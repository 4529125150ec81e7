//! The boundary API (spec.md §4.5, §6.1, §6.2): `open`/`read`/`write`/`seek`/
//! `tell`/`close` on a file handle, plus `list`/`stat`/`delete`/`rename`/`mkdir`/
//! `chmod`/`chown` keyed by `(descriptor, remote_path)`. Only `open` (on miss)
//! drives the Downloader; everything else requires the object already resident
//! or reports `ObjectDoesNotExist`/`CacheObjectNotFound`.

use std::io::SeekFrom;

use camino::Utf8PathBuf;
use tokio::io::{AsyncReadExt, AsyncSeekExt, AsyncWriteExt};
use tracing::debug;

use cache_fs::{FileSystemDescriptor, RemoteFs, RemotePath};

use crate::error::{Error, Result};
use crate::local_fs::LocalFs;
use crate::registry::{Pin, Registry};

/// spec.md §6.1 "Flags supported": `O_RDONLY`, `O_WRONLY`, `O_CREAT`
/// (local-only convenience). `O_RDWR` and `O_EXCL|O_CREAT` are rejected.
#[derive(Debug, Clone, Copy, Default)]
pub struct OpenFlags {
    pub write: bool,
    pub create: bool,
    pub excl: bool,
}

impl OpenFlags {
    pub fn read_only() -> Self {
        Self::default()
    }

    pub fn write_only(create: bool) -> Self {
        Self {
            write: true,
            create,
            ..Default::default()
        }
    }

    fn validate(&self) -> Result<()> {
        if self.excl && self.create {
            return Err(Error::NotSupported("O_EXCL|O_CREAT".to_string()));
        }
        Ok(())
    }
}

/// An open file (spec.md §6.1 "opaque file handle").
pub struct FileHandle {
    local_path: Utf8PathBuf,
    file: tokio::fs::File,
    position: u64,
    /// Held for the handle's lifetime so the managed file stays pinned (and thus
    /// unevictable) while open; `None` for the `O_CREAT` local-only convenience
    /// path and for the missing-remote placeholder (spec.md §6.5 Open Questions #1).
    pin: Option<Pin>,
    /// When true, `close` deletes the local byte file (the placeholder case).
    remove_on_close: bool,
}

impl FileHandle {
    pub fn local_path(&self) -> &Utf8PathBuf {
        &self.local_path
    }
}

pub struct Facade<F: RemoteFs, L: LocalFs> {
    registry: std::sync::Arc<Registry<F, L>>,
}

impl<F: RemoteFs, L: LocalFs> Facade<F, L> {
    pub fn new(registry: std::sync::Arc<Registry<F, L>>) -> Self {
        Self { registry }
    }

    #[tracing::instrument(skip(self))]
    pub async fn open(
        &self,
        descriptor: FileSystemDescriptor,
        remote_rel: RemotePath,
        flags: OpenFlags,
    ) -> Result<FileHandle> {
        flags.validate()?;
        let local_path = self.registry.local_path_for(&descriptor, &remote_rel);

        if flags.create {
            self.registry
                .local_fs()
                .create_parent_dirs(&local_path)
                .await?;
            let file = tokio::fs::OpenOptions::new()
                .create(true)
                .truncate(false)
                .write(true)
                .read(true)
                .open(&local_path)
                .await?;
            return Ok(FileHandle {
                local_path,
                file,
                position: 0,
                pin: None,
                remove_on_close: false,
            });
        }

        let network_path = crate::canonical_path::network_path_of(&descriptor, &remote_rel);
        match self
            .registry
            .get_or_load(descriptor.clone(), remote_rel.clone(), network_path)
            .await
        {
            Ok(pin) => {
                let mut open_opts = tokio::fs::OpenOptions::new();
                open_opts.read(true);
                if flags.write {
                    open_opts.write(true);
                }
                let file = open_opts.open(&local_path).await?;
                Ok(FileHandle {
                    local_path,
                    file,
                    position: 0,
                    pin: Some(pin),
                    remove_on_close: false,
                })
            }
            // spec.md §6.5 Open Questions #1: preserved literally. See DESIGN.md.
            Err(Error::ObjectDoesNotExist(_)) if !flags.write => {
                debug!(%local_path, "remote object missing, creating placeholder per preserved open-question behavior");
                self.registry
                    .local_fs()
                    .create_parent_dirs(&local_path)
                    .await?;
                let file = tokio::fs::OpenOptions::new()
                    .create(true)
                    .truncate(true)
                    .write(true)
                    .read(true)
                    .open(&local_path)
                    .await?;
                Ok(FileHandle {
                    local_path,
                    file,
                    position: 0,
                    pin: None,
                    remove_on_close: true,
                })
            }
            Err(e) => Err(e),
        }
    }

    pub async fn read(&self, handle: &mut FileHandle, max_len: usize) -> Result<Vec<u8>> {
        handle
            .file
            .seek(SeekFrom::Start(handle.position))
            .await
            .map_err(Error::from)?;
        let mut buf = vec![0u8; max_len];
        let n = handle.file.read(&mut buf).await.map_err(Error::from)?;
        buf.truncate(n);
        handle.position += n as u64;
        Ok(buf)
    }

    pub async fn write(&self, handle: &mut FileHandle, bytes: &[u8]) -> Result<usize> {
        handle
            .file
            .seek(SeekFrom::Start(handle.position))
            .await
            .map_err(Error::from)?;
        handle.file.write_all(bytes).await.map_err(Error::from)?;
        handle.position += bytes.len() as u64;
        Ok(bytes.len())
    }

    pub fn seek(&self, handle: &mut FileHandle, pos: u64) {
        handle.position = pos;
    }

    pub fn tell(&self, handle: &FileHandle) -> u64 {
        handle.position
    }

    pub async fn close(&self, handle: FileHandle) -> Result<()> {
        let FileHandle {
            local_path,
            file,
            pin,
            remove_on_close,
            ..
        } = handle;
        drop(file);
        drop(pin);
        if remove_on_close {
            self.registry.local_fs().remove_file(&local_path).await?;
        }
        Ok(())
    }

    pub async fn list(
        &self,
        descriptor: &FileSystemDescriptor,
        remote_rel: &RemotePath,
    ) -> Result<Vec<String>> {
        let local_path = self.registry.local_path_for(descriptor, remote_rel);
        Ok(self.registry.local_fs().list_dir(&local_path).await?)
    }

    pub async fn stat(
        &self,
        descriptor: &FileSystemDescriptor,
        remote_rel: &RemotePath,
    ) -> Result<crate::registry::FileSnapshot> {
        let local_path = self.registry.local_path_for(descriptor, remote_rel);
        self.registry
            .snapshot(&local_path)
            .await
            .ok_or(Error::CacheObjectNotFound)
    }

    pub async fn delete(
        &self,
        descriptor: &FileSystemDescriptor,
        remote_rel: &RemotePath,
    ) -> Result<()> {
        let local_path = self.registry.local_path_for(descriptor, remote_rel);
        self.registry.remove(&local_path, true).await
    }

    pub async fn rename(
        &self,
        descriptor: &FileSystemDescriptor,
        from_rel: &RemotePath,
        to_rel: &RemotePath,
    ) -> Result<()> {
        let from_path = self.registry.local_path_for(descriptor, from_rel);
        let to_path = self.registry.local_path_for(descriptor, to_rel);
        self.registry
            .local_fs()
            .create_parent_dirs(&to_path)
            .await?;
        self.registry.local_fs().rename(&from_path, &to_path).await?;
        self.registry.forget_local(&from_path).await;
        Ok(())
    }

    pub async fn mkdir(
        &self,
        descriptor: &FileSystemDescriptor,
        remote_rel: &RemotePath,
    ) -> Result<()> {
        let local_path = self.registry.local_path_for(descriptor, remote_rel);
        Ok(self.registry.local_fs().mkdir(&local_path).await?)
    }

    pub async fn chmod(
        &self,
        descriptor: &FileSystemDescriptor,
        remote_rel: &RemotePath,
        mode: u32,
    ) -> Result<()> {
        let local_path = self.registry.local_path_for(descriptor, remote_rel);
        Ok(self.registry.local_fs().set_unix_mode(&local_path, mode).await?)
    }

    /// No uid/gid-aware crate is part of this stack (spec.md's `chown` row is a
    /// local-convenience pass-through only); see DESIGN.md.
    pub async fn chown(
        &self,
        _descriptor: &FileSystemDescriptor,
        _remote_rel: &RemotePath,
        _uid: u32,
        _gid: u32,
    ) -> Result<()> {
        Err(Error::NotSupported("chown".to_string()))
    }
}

Task directions
Which lines of the material contain the string "OpenOptions"? List each of them.

Answer to the problem
            let file = tokio::fs::OpenOptions::new()
                let mut open_opts = tokio::fs::OpenOptions::new();
                let file = tokio::fs::OpenOptions::new()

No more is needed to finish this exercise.